Kindle Daily Deals
No Comments Kindle Daily Deal 1/4/12 – Science Books by Dava Sobel
Title: Science Books by Dava Sobel
Price: $0.99 each (Longitude & Galileo’s Daughter); $1.99 (A More Perfect Heaven)
Author: Dava Sobel (The Planets, Letters to Father)
Publisher: Walker Books
Genre: Nonfiction – Science/History
Publisher’s Summary:
(For A More Perfect Heaven)
In 1539, a young German mathematician, Georg Joachim Rheticus, drawn by rumors of a revolution to rival the religious upheaval of Martin Luther’s Reformation, traveled to Poland to seek out Copernicus. Two years later, the Protestant youth took leave of his aging Catholic mentor and arranged to have Copernicus’s manuscript published, in 1543, as De revolutionibus orbium coelestium (On the Revolutions of the Celestial Spheres)—the book that forever changed humankind’s place in the universe.

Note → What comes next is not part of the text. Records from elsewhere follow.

//! Twitch Helix client.
//!
//! Only the three calls the daemon needs: who am I, which followed channels
//! are live, and user profiles (for avatars).  Authentication is a
//! pre-issued user token; no OAuth flow here.

use std::sync::Arc;
use std::time::Duration;

use async_trait::async_trait;
use chrono::Utc;
use clip_proto::config::TwitchConfig;
use clip_proto::protocol::{ChannelId, LiveStream};
use reqwest::StatusCode;
use serde::de::DeserializeOwned;
use serde::Deserialize;
use tracing::{debug, trace};

use crate::capability::LiveChannels;
use crate::error::{ApiError, StartupError};

const REQUEST_TIMEOUT: Duration = Duration::from_secs(10);
const PAGE_SIZE: usize = 100;
pub const MAX_LOGINS: usize = 100;

#[derive(Debug, Clone, Deserialize)]
pub struct User {
    pub id: String,
    pub login: String,
    #[serde(default)]
    pub display_name: String,
    #[serde(default)]
    pub profile_image_url: String,
}

#[derive(Debug, Clone, Deserialize)]
pub struct Stream {
    pub user_login: String,
    #[serde(default)]
    pub user_name: String,
    #[serde(default)]
    pub game_name: String,
    #[serde(default)]
    pub title: String,
}

impl Stream {
    fn into_live(self) -> LiveStream {
        LiveStream {
            id: ChannelId::new(&self.user_login),
            display_name: self.user_name,
            category: self.game_name,
            title: self.title,
            fetched_at: Utc::now(),
        }
    }
}

#[derive(Debug, Deserialize)]
struct Page<T> {
    data: Vec<T>,
    #[serde(default)]
    pagination: Pagination,
}

#[derive(Debug, Default, Deserialize)]
struct Pagination {
    cursor: Option<String>,
}

/// `{"error": "Unauthorized", "status": 401, "message": "Invalid OAuth token"}`
#[derive(Debug, Deserialize)]
struct ErrorBody {
    #[serde(default)]
    error: String,
    #[serde(default)]
    status: u16,
    #[serde(default)]
    message: String,
}

pub struct TwitchClient {
    client_id: String,
    access_token: String,
    base_url: String,
    client: reqwest::Client,
}

impl TwitchClient {
    pub fn new(client_id: impl Into<String>, access_token: impl Into<String>) -> Self {
        Self::with_base_url(client_id, access_token, "https://api.twitch.tv/helix")
    }

    /// Point at another Helix-compatible server (tests).
    pub fn with_base_url(
        client_id: impl Into<String>,
        access_token: impl Into<String>,
        base_url: impl Into<String>,
    ) -> Self {
        Self {
            client_id: client_id.into(),
            access_token: access_token.into(),
            base_url: base_url.into().trim_end_matches('/').to_string(),
            client: reqwest::Client::builder()
                .timeout(REQUEST_TIMEOUT)
                .build()
                .unwrap_or_default(),
        }
    }

    pub fn from_config(config: &TwitchConfig) -> Result<Self, StartupError> {
        if config.client_id.trim().is_empty() {
            return Err(StartupError::MissingClientId);
        }
        if config.access_token.trim().is_empty() {
            return Err(StartupError::MissingAccessToken);
        }
        Ok(Self::with_base_url(
            config.client_id.trim(),
            config.access_token.trim(),
            &config.api_url,
        ))
    }

    async fn get<T: DeserializeOwned>(
        &self,
        endpoint: &str,
        query: &[(&str, &str)],
    ) -> Result<T, ApiError> {
        let url = format!("{}{}", self.base_url, endpoint);
        trace!("GET {} {:?}", url, query);

        let response = self
            .client
            .get(&url)
            .query(query)
            .header("Client-Id", &self.client_id)
            .header("Authorization", format!("Bearer {}", self.access_token))
            .header("Accept", "application/json")
            .send()
            .await?;

        let status = response.status();
        let body = response.text().await?;
        if status != StatusCode::OK {
            return Err(decode_error(status, body));
        }
        Ok(serde_json::from_str(&body)?)
    }

    /// The user the access token belongs to.
    pub async fn me(&self) -> Result<User, ApiError> {
        let page: Page<User> = self.get("/users", &[]).await?;
        page.data
            .into_iter()
            .next()
            .ok_or_else(|| ApiError::UnknownUser("token owner".to_string()))
    }

    /// Every live channel `user_id` follows, across all pages.
    pub async fn followed_streams(&self, user_id: &str) -> Result<Vec<Stream>, ApiError> {
        let first = PAGE_SIZE.to_string();
        let mut streams = Vec::new();
        let mut cursor: Option<String> = None;

        loop {
            let page: Page<Stream> = {
                let mut query = vec![("user_id", user_id), ("first", first.as_str())];
                if let Some(after) = cursor.as_deref() {
                    query.push(("after", after));
                }
                self.get("/streams/followed", &query).await?
            };
            let fetched = page.data.len();
            streams.extend(page.data);

            match page.pagination.cursor {
                Some(next) if !next.is_empty() && fetched > 0 => cursor = Some(next),
                _ => break,
            }
        }
        Ok(streams)
    }

    pub async fn users(&self, logins: &[&str]) -> Result<Vec<User>, ApiError> {
        if logins.len() > MAX_LOGINS {
            return Err(ApiError::TooManyLogins(logins.len()));
        }
        if logins.is_empty() {
            return Ok(Vec::new());
        }
        let query: Vec<(&str, &str)> = logins.iter().map(|l| ("login", *l)).collect();
        let page: Page<User> = self.get("/users", &query).await?;
        Ok(page.data)
    }

    /// Plain unauthenticated download, for profile images on the CDN.
    pub async fn download(&self, url: &str) -> Result<Vec<u8>, ApiError> {
        let response = self.client.get(url).send().await?;
        let status = response.status();
        if !status.is_success() {
            let body = response.text().await.unwrap_or_default();
            return Err(ApiError::Status {
                status: status.as_u16(),
                body,
            });
        }
        Ok(response.bytes().await?.to_vec())
    }
}

fn decode_error(status: StatusCode, body: String) -> ApiError {
    match serde_json::from_str::<ErrorBody>(&body) {
        Ok(e) if !e.message.is_empty() || !e.error.is_empty() => ApiError::Twitch {
            status: if e.status == 0 { status.as_u16() } else { e.status },
            error: e.error,
            message: e.message,
        },
        _ => ApiError::Status {
            status: status.as_u16(),
            body,
        },
    }
}

/// `LiveChannels` for the connected user.
pub struct FollowedChannels {
    client: Arc<TwitchClient>,
    user: User,
}

impl FollowedChannels {
    pub fn new(client: Arc<TwitchClient>, user: User) -> Self {
        Self { client, user }
    }

    /// Resolve the token owner.  Fails if the credentials are rejected.
    pub async fn connect(client: Arc<TwitchClient>) -> Result<Self, ApiError> {
        let user = client.me().await?;
        debug!("connected as {} ({})", user.login, user.id);
        Ok(Self::new(client, user))
    }

    pub fn user(&self) -> &User {
        &self.user
    }
}

#[async_trait]
impl LiveChannels for FollowedChannels {
    async fn live_followed(&self) -> Result<Vec<LiveStream>, ApiError> {
        let streams = self.client.followed_streams(&self.user.id).await?;
        Ok(streams.into_iter().map(Stream::into_live).collect())
    }
}

#[cfg(test)]
mod tests {
    use super::*;

    #[test]
    fn test_decode_twitch_error_body() {
        let body = r#"{"error":"Unauthorized","status":401,"message":"Invalid OAuth token"}"#;
        match decode_error(StatusCode::UNAUTHORIZED, body.to_string()) {
            ApiError::Twitch {
                status,
                error,
                message,
            } => {
                assert_eq!(status, 401);
                assert_eq!(error, "Unauthorized");
                assert_eq!(message, "Invalid OAuth token");
            }
            other => panic!("unexpected {:?}", other),
        }
    }

    #[test]
    fn test_decode_non_json_error_body() {
        let err = decode_error(StatusCode::BAD_GATEWAY, "<html>".to_string());
        assert!(matches!(err, ApiError::Status { status: 502, .. }));
    }

    #[test]
    fn test_from_config_requires_credentials() {
        let mut config = TwitchConfig::default();
        assert!(matches!(
            TwitchClient::from_config(&config),
            Err(StartupError::MissingClientId)
        ));
        config.client_id = "abc".to_string();
        assert!(matches!(
            TwitchClient::from_config(&config),
            Err(StartupError::MissingAccessToken)
        ));
        config.access_token = "tok".to_string();
        assert!(TwitchClient::from_config(&config).is_ok());
    }

    #[test]
    fn test_stream_identity_is_lowercased() {
        let s = Stream {
            user_login: "ZeratoR".to_string(),
            user_name: "ZeratoR".to_string(),
            game_name: "Trackmania".to_string(),
            title: "ZLAN".to_string(),
        };
        let live = s.into_live();
        assert_eq!(live.id.as_str(), "zerator");
        assert_eq!(live.display_name, "ZeratoR");
    }
}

In her elegant, compelling style, Dava Sobel chronicles, as nobody has, the conflicting personalities and extraordinary discoveries that shaped the Copernican Revolution. At the heart of the book is her play And the Sun Stood Still, imagining Rheticus’s struggle to convince Copernicus to let his manuscript see the light of day. As she achieved with her bestsellers Longitude and Galileo’s Daughter, Sobel expands the bounds of narration, giving us an unforgettable portrait of scientific achievement, and of the ever-present tensions between science and faith.
Conclusion: Not Buying
I am mildly tempted to buy Galileo’s Daughter, which tells the story of Galileo and his nun daughter, who took the name Maria Celeste along with her habit. But I have an awful lot to read, and stuff that’s of greater interest, so I’m less inclined to pick it up, especially looking at the reviews.

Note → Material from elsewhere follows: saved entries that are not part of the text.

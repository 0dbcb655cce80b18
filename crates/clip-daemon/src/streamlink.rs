//! Resolves a channel to its HLS playlist URL with the streamlink CLI.

use std::path::PathBuf;
use std::process::Stdio;
use std::time::Duration;

use async_trait::async_trait;
use clip_proto::config::StreamlinkConfig;
use clip_proto::platform::find_binary;
use clip_proto::protocol::ChannelId;
use tokio::process::Command;
use tracing::debug;

use crate::capability::LinkResolver;
use crate::error::{ResolveError, StartupError};

pub struct Streamlink {
    binary: PathBuf,
    quality: String,
    extra_args: Vec<String>,
}

impl Streamlink {
    pub fn new(binary: impl Into<PathBuf>, quality: impl Into<String>, extra_args: Vec<String>) -> Self {
        Self {
            binary: binary.into(),
            quality: quality.into(),
            extra_args,
        }
    }

    /// Locate the configured binary.  Missing streamlink is fatal at startup.
    pub fn from_config(config: &StreamlinkConfig) -> Result<Self, StartupError> {
        let binary = find_binary(&config.binary)
            .ok_or_else(|| StartupError::MissingBinary(config.binary.clone()))?;
        debug!("streamlink found at {:?}", binary);
        Ok(Self::new(binary, &config.quality, config.extra_args.clone()))
    }

    pub fn args(&self, id: &ChannelId) -> Vec<String> {
        let mut args: Vec<String> = [
            "--quiet",
            "--twitch-low-latency",
            "--stream-url",
            "--twitch-disable-ads",
        ]
        .iter()
        .map(|s| s.to_string())
        .collect();
        args.push(id.channel_url());
        args.push(self.quality.clone());
        args.extend(self.extra_args.iter().cloned());
        args
    }
}

#[async_trait]
impl LinkResolver for Streamlink {
    async fn resolve(&self, id: &ChannelId, timeout: Duration) -> Result<String, ResolveError> {
        let child = Command::new(&self.binary)
            .args(self.args(id))
            .stdin(Stdio::null())
            .stdout(Stdio::piped())
            .stderr(Stdio::piped())
            .kill_on_drop(true)
            .spawn()
            .map_err(|e| match e.kind() {
                std::io::ErrorKind::NotFound => ResolveError::NotFound,
                _ => ResolveError::Spawn(e),
            })?;

        // Dropping the future on timeout drops the child, which kills it.
        let output = tokio::time::timeout(timeout, child.wait_with_output())
            .await
            .map_err(|_| ResolveError::Timeout(timeout))??;

        if !output.status.success() {
            // streamlink reports "error: No playable streams found" on stdout
            let mut detail = String::from_utf8_lossy(&output.stderr).trim().to_string();
            if detail.is_empty() {
                detail = String::from_utf8_lossy(&output.stdout).trim().to_string();
            }
            return Err(ResolveError::Failed {
                status: output.status.to_string(),
                stderr: detail,
            });
        }

        let url = String::from_utf8_lossy(&output.stdout).trim().to_string();
        if url.is_empty() {
            return Err(ResolveError::Empty);
        }
        Ok(url)
    }
}

#[cfg(test)]
mod tests {
    use super::*;

    #[test]
    fn test_args_order() {
        let sl = Streamlink::new("streamlink", "720p", vec!["--retry-open".into(), "2".into()]);
        assert_eq!(
            sl.args(&ChannelId::new("Alice")),
            vec![
                "--quiet",
                "--twitch-low-latency",
                "--stream-url",
                "--twitch-disable-ads",
                "https://www.twitch.tv/alice",
                "720p",
                "--retry-open",
                "2",
            ]
        );
    }

    #[test]
    fn test_missing_binary_is_a_startup_error() {
        let config = StreamlinkConfig {
            binary: "/nonexistent/streamlink-for-tests".to_string(),
            ..Default::default()
        };
        assert!(matches!(
            Streamlink::from_config(&config),
            Err(StartupError::MissingBinary(_))
        ));
    }

    #[cfg(unix)]
    #[tokio::test]
    async fn test_resolve_trims_stdout() {
        let sl = Streamlink::new("echo", "best", vec![]);
        // echo prints its arguments back, which is enough to exercise the
        // success path without streamlink installed.
        let url = sl
            .resolve(&ChannelId::new("alice"), Duration::from_secs(5))
            .await
            .unwrap();
        assert!(url.starts_with("--quiet"));
        assert!(url.ends_with("best"));
    }

    #[cfg(unix)]
    #[tokio::test]
    async fn test_resolve_non_zero_exit() {
        let sl = Streamlink::new("false", "best", vec![]);
        let err = sl
            .resolve(&ChannelId::new("alice"), Duration::from_secs(5))
            .await
            .unwrap_err();
        assert!(matches!(err, ResolveError::Failed { .. }));
    }
}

Pretty much every book Amazon has made available as a Kindle Daily Deal has had a lot of positive reviews, and it’s not really fair to only look at the negative ones, but it’s still helpful. The complaints that I keep seeing are that the book isn’t really about Maria Celeste (which is what interests me), and that it’s rather dull if she’s why you picked it up (which is what I was afraid of). So, I’m going to pass on this one.